» **Prompt**
Copy out each line containing "fatal" from the entries below.

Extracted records
//! Repository sync: fetch every remote, then integrate the current branch.

mod outcome;

pub use outcome::{SyncOutcome, SyncStatus};

use crate::discovery::Repository;
use crate::vcs::VersionControl;
use tracing::{debug, info, info_span, warn, Instrument};

const FETCH_ARGS: [&str; 3] = ["fetch", "--all", "--prune"];
const INTEGRATE_ARGS: [&str; 3] = ["pull", "--no-edit", "--no-rebase"];

/// Syncs one repository and classifies the result.
///
/// In dry-run mode no git command is executed and the outcome is
/// [`SyncStatus::Skipped`]. This is the only operation that modifies a
/// working tree.
pub async fn sync_repository(
    vcs: &dyn VersionControl,
    repository: &Repository,
    dry_run: bool,
) -> SyncOutcome {
    let span = info_span!("sync", repo = %repository.name);

    async {
        if dry_run {
            debug!("Dry run, not invoking git");
            return SyncOutcome {
                repository: repository.clone(),
                status: SyncStatus::Skipped,
                diagnostic: "dry run".to_string(),
            };
        }

        // Integrate only after a successful fetch. The failing step's text
        // leads so that the first line names the failure.
        let result = match run_step(vcs, repository, &FETCH_ARGS).await {
            Ok(fetched) => match run_step(vcs, repository, &INTEGRATE_ARGS).await {
                Ok(pulled) => Ok(combine(&fetched, &pulled)),
                Err(failure) => Err(combine(&failure, &fetched)),
            },
            Err(failure) => Err(failure),
        };

        match result {
            Ok(diagnostic) => {
                info!("Synced");
                SyncOutcome {
                    repository: repository.clone(),
                    status: SyncStatus::Synced,
                    diagnostic,
                }
            }
            Err(diagnostic) => {
                warn!(diagnostic = %diagnostic, "Sync failed");
                SyncOutcome {
                    repository: repository.clone(),
                    status: SyncStatus::Conflicted,
                    diagnostic,
                }
            }
        }
    }
    .instrument(span)
    .await
}

/// Runs one git step, returning its diagnostic text either way.
async fn run_step(
    vcs: &dyn VersionControl,
    repository: &Repository,
    args: &[&str],
) -> Result<String, String> {
    match vcs.run(&repository.path, args).await {
        Ok(output) if output.success => Ok(output.diagnostic()),
        Ok(output) => {
            let diagnostic = output.diagnostic();
            if diagnostic.is_empty() {
                Err(format!("git {} failed", args.join(" ")))
            } else {
                Err(diagnostic)
            }
        }
        Err(e) => Err(e.to_string()),
    }
}

fn combine(first: &str, second: &str) -> String {
    match (first.is_empty(), second.is_empty()) {
        (_, true) => first.to_string(),
        (true, false) => second.to_string(),
        (false, false) => format!("{first}\n{second}"),
    }
}

#[cfg(test)]
mod tests {
    use super::*;
    use crate::vcs::{CommandOutput, VcsError};
    use async_trait::async_trait;
    use std::path::{Path, PathBuf};
    use std::sync::Mutex;

    /// Answers each git subcommand with a canned result and records calls.
    #[derive(Default)]
    struct ScriptedGit {
        fetch: Option<CommandOutput>,
        pull: Option<CommandOutput>,
        calls: Mutex<Vec<String>>,
    }

    #[async_trait]
    impl VersionControl for ScriptedGit {
        async fn run(&self, _repo: &Path, args: &[&str]) -> Result<CommandOutput, VcsError> {
            self.calls.lock().unwrap().push(args.join(" "));
            let scripted = match args[0] {
                "fetch" => self.fetch.clone(),
                "pull" => self.pull.clone(),
                _ => None,
            };
            scripted.ok_or_else(|| VcsError::TimedOut {
                command: args.join(" "),
                timeout_secs: 1,
            })
        }
    }

    fn repo() -> Repository {
        Repository::new(PathBuf::from("/fleet/service"))
    }

    #[tokio::test]
    async fn both_steps_succeed() {
        let git = ScriptedGit {
            fetch: Some(CommandOutput::ok("")),
            pull: Some(CommandOutput::ok("Already up to date.")),
            ..Default::default()
        };

        let outcome = sync_repository(&git, &repo(), false).await;

        assert_eq!(outcome.status, SyncStatus::Synced);
        assert_eq!(outcome.diagnostic, "Already up to date.");
        assert_eq!(
            *git.calls.lock().unwrap(),
            ["fetch --all --prune", "pull --no-edit --no-rebase"]
        );
    }

    #[tokio::test]
    async fn merge_conflict_is_conflicted() {
        let git = ScriptedGit {
            fetch: Some(CommandOutput::ok("")),
            pull: Some(CommandOutput::failed(
                "CONFLICT (content): Merge conflict in src/lib.rs\nAutomatic merge failed",
            )),
            ..Default::default()
        };

        let outcome = sync_repository(&git, &repo(), false).await;

        assert_eq!(outcome.status, SyncStatus::Conflicted);
        assert_eq!(
            outcome.reason(),
            "CONFLICT (content): Merge conflict in src/lib.rs"
        );
    }

    #[tokio::test]
    async fn fetch_warnings_are_kept_after_a_failed_pull() {
        let git = ScriptedGit {
            fetch: Some(CommandOutput {
                success: true,
                stdout: String::new(),
                stderr: "warning: redirecting to https://example.com/service.git/".to_string(),
            }),
            pull: Some(CommandOutput::failed("CONFLICT (content): Merge conflict in a.rs")),
            ..Default::default()
        };

        let outcome = sync_repository(&git, &repo(), false).await;

        assert_eq!(outcome.status, SyncStatus::Conflicted);
        assert_eq!(outcome.reason(), "CONFLICT (content): Merge conflict in a.rs");
        assert_eq!(
            outcome.diagnostic,
            "CONFLICT (content): Merge conflict in a.rs\n\
             warning: redirecting to https://example.com/service.git/"
        );
    }

    #[tokio::test]
    async fn failed_fetch_skips_integrate() {
        let git = ScriptedGit {
            fetch: Some(CommandOutput::failed("fatal: could not read from remote")),
            pull: Some(CommandOutput::ok("")),
            ..Default::default()
        };

        let outcome = sync_repository(&git, &repo(), false).await;

        assert_eq!(outcome.status, SyncStatus::Conflicted);
        assert_eq!(git.calls.lock().unwrap().len(), 1);
    }

    #[tokio::test]
    async fn timeout_is_conflicted() {
        let git = ScriptedGit::default();

        let outcome = sync_repository(&git, &repo(), false).await;

        assert_eq!(outcome.status, SyncStatus::Conflicted);
        assert!(outcome.diagnostic.contains("timed out"));
    }

    #[tokio::test]
    async fn silent_failure_names_the_command() {
        let git = ScriptedGit {
            fetch: Some(CommandOutput::ok("")),
            pull: Some(CommandOutput::failed("")),
            ..Default::default()
        };

        let outcome = sync_repository(&git, &repo(), false).await;

        assert_eq!(outcome.reason(), "git pull --no-edit --no-rebase failed");
    }

    #[tokio::test]
    async fn dry_run_never_calls_git() {
        let git = ScriptedGit::default();

        let outcome = sync_repository(&git, &repo(), true).await;

        assert_eq!(outcome.status, SyncStatus::Skipped);
        assert!(git.calls.lock().unwrap().is_empty());
    }
}
//! Working-tree drift detection.
//!
//! A repository has drifted when `git status --porcelain` reports anything:
//! modified, staged, deleted or untracked paths. Detection never mutates the
//! repository.

use crate::discovery::Repository;
use crate::vcs::VersionControl;
use serde::Serialize;
use tracing::{debug, info_span, warn, Instrument};

/// Status lines kept per drifted repository.
pub const MAX_STATUS_LINES: usize = 8;

const STATUS_ARGS: [&str; 2] = ["status", "--porcelain"];

/// A repository with uncommitted or untracked changes.
#[derive(Debug, Clone, PartialEq, Eq, Serialize)]
pub struct DriftReport {
    /// Repository with changes.
    pub repository: Repository,

    /// Short-form status lines, at most [`MAX_STATUS_LINES`].
    pub lines: Vec<String>,

    /// Number of changed paths before truncation.
    pub total: usize,
}

impl DriftReport {
    /// Number of status lines left out of [`lines`](Self::lines).
    #[must_use]
    pub fn hidden(&self) -> usize {
        self.total - self.lines.len()
    }
}

/// Outcome of checking one repository.
#[derive(Debug, Clone, PartialEq, Eq)]
pub enum DriftStatus {
    /// Nothing to report.
    Clean,

    /// Working tree differs from the last commit.
    Drifted(DriftReport),

    /// The status query failed.
    Indeterminate {
        /// Why the query failed.
        reason: String,
    },
}

/// Queries the working-tree status of `repository`.
pub async fn detect_drift(vcs: &dyn VersionControl, repository: &Repository) -> DriftStatus {
    let span = info_span!("check", repo = %repository.name);

    async {
        let output = match vcs.run(&repository.path, &STATUS_ARGS).await {
            Ok(output) if output.success => output,
            Ok(output) => {
                let reason = output.diagnostic();
                warn!(reason = %reason, "Status query failed");
                return DriftStatus::Indeterminate { reason };
            }
            Err(e) => {
                warn!(error = %e, "Status query failed");
                return DriftStatus::Indeterminate {
                    reason: e.to_string(),
                };
            }
        };

        let status = parse_status(repository, &output.stdout);
        debug!(drifted = matches!(status, DriftStatus::Drifted(_)), "Checked");
        status
    }
    .instrument(span)
    .await
}

/// Turns porcelain output into a [`DriftStatus`].
///
/// Leading spaces are significant in porcelain lines, so only trailing
/// whitespace is stripped from each line.
fn parse_status(repository: &Repository, stdout: &str) -> DriftStatus {
    if stdout.trim().is_empty() {
        return DriftStatus::Clean;
    }

    let changed: Vec<&str> = stdout
        .lines()
        .map(str::trim_end)
        .filter(|line| !line.is_empty())
        .collect();

    DriftStatus::Drifted(DriftReport {
        repository: repository.clone(),
        lines: changed
            .iter()
            .take(MAX_STATUS_LINES)
            .map(|line| line.to_string())
            .collect(),
        total: changed.len(),
    })
}

#[cfg(test)]
mod tests {
    use super::*;
    use crate::vcs::{CommandOutput, VcsError};
    use async_trait::async_trait;
    use std::path::{Path, PathBuf};

    struct FixedStatus(Result<CommandOutput, String>);

    #[async_trait]
    impl VersionControl for FixedStatus {
        async fn run(&self, _repo: &Path, args: &[&str]) -> Result<CommandOutput, VcsError> {
            assert_eq!(args, STATUS_ARGS);
            self.0.clone().map_err(|message| VcsError::Spawn {
                command: args.join(" "),
                source: std::io::Error::new(std::io::ErrorKind::PermissionDenied, message),
            })
        }
    }

    fn repo() -> Repository {
        Repository::new(PathBuf::from("/fleet/web"))
    }

    #[tokio::test]
    async fn empty_status_is_clean() {
        let git = FixedStatus(Ok(CommandOutput::ok("\n")));
        assert_eq!(detect_drift(&git, &repo()).await, DriftStatus::Clean);
    }

    #[tokio::test]
    async fn keeps_leading_status_columns() {
        let git = FixedStatus(Ok(CommandOutput::ok(" M src/main.rs\n?? notes.md\n")));

        let DriftStatus::Drifted(report) = detect_drift(&git, &repo()).await else {
            panic!("expected drift");
        };

        assert_eq!(report.lines, [" M src/main.rs", "?? notes.md"]);
        assert_eq!(report.total, 2);
        assert_eq!(report.hidden(), 0);
    }

    #[tokio::test]
    async fn truncates_long_status() {
        let stdout: String = (0..12).map(|i| format!("?? file{i}.txt\n")).collect();
        let git = FixedStatus(Ok(CommandOutput::ok(stdout)));

        let DriftStatus::Drifted(report) = detect_drift(&git, &repo()).await else {
            panic!("expected drift");
        };

        assert_eq!(report.lines.len(), MAX_STATUS_LINES);
        assert_eq!(report.lines[0], "?? file0.txt");
        assert_eq!(report.total, 12);
        assert_eq!(report.hidden(), 4);
    }

    #[tokio::test]
    async fn failed_query_is_indeterminate() {
        let git = FixedStatus(Err("permission denied".to_string()));

        let status = detect_drift(&git, &repo()).await;

        assert!(matches!(status, DriftStatus::Indeterminate { .. }));
    }

    #[tokio::test]
    async fn non_zero_exit_is_indeterminate() {
        let git = FixedStatus(Ok(CommandOutput::failed("fatal: not a git repository")));

        let status = detect_drift(&git, &repo()).await;

        assert_eq!(
            status,
            DriftStatus::Indeterminate {
                reason: "fatal: not a git repository".to_string()
            }
        );
    }

    #[tokio::test]
    async fn detection_is_idempotent() {
        let git = FixedStatus(Ok(CommandOutput::ok("?? a.txt\n?? b.txt\n")));

        let first = detect_drift(&git, &repo()).await;
        let second = detect_drift(&git, &repo()).await;

        assert_eq!(first, second);
    }
}
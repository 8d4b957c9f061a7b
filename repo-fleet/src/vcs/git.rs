//! `git` executable backend.

use super::{CommandOutput, VcsError, VersionControl};
use async_trait::async_trait;
use std::path::Path;
use std::process::Stdio;
use std::time::Duration;
use tokio::process::Command;
use tracing::debug;

/// Runs the system `git` binary with a per-command timeout.
#[derive(Debug, Clone)]
pub struct GitCli {
    timeout: Duration,
}

impl GitCli {
    /// Creates a backend that kills any git command running longer than `timeout`.
    pub fn new(timeout: Duration) -> Self {
        Self { timeout }
    }
}

#[async_trait]
impl VersionControl for GitCli {
    async fn run(&self, repo: &Path, args: &[&str]) -> Result<CommandOutput, VcsError> {
        let command = args.join(" ");
        debug!(repo = %repo.display(), command = %command, "Running git");

        let child = Command::new("git")
            .args(args)
            .current_dir(repo)
            // Locale-independent messages, and never block on a credential prompt.
            .env("LC_ALL", "C")
            .env("GIT_TERMINAL_PROMPT", "0")
            .stdin(Stdio::null())
            .stdout(Stdio::piped())
            .stderr(Stdio::piped())
            .kill_on_drop(true)
            .output();

        let output = tokio::time::timeout(self.timeout, child)
            .await
            .map_err(|_| VcsError::TimedOut {
                command: command.clone(),
                timeout_secs: self.timeout.as_secs(),
            })?
            .map_err(|source| VcsError::Spawn {
                command: command.clone(),
                source,
            })?;

        Ok(CommandOutput {
            success: output.status.success(),
            stdout: String::from_utf8_lossy(&output.stdout).into_owned(),
            stderr: String::from_utf8_lossy(&output.stderr).into_owned(),
        })
    }
}

#[cfg(test)]
mod tests {
    use super::*;
    use std::fs;
    use std::process::Command as StdCommand;

    fn run_git(repo_dir: &Path, args: &[&str]) {
        let output = StdCommand::new("git")
            .args(args)
            .current_dir(repo_dir)
            .output()
            .unwrap();
        assert!(
            output.status.success(),
            "git {:?} failed: {}",
            args,
            String::from_utf8_lossy(&output.stderr)
        );
    }

    fn make_git_repo() -> tempfile::TempDir {
        let dir = tempfile::tempdir().unwrap();
        run_git(dir.path(), &["init"]);
        run_git(dir.path(), &["config", "user.name", "test-user"]);
        run_git(dir.path(), &["config", "user.email", "test@example.com"]);
        run_git(dir.path(), &["commit", "--allow-empty", "-m", "initial"]);
        dir
    }

    #[tokio::test]
    async fn reports_untracked_files_in_porcelain_status() {
        let repo = make_git_repo();
        fs::write(repo.path().join("new.txt"), "hello").unwrap();

        let git = GitCli::new(Duration::from_secs(30));
        let output = git.run(repo.path(), &["status", "--porcelain"]).await.unwrap();

        assert!(output.success);
        assert_eq!(output.stdout.trim(), "?? new.txt");
    }

    #[tokio::test]
    async fn failing_command_is_not_an_error() {
        let repo = make_git_repo();

        let git = GitCli::new(Duration::from_secs(30));
        // A fresh repository has no upstream to pull from.
        let output = git.run(repo.path(), &["pull", "--no-edit"]).await.unwrap();

        assert!(!output.success);
        assert!(!output.diagnostic().is_empty());
    }
}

» **Written solution**
            fetch: Some(CommandOutput::failed("fatal: could not read from remote")),
        let git = FixedStatus(Ok(CommandOutput::failed("fatal: not a git repository")));
                reason: "fatal: not a git repository".to_string()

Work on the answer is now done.